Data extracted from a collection

--

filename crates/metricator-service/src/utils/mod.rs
pub mod futures;
pub mod http;
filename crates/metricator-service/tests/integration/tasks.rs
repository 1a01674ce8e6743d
use std::time::Duration;

use metricator_service::compute::{ComputeError, MetricValue};
use metricator_service::tasks::{DispatchError, GroupStatus, JobState};

use crate::{DataServer, setup_services, wait_for_fetch};

#[tokio::test]
async fn test_dispatch_after_refresh() {
    let server = DataServer::new(r#"[{"value": 2}, {"value": 4}, {"name": "no value"}]"#);
    let (services, _cache_dir) = setup_services(&server, |_| {});
    let names = || vec!["total_count".to_owned(), "max_value".to_owned()];

    assert_eq!(
        services.coordinator.dispatch(names()).await,
        Err(DispatchError::DataUnavailable)
    );
    wait_for_fetch(&services.refresh, "dataset").await;

    let group_id = services.coordinator.dispatch(names()).await.unwrap();
    let status = services
        .coordinator
        .wait_for_status(group_id, Duration::from_secs(5))
        .await
        .unwrap();

    let GroupStatus::Completed(results) = status else {
        panic!("group did not complete");
    };
    let outcomes: Vec<_> = results.into_iter().map(|r| (r.name, r.outcome)).collect();
    assert_eq!(
        outcomes,
        vec![
            ("total_count".to_owned(), Ok(MetricValue::Count(3))),
            ("max_value".to_owned(), Ok(MetricValue::Number(4.0))),
        ]
    );
    assert_eq!(
        services.coordinator.job_states(group_id).unwrap(),
        vec![
            ("total_count".to_owned(), JobState::Succeeded),
            ("max_value".to_owned(), JobState::Succeeded),
        ]
    );
}

#[tokio::test]
async fn test_empty_dataset_metrics() {
    let server = DataServer::new("[]");
    let (services, _cache_dir) = setup_services(&server, |_| {});
    services.warm_up().await;
    wait_for_fetch(&services.refresh, "dataset").await;

    let group_id = services
        .coordinator
        .dispatch(vec!["avg_value".to_owned(), "sum_value".to_owned()])
        .await
        .unwrap();
    let status = services
        .coordinator
        .wait_for_status(group_id, Duration::from_secs(5))
        .await
        .unwrap();

    let GroupStatus::Completed(results) = status else {
        panic!("group did not complete");
    };
    assert_eq!(
        results[0].outcome,
        Err(ComputeError::InsufficientData("avg_value".into()))
    );
    assert_eq!(results[1].outcome, Ok(MetricValue::Number(0.0)));
}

--

_WHAT IS NEEDED_.
Which lines above include the string "names"? Show them.

_RESULT BELOW_.
    let names = || vec!["total_count".to_owned(), "max_value".to_owned()];
        services.coordinator.dispatch(names()).await,
    let group_id = services.coordinator.dispatch(names()).await.unwrap();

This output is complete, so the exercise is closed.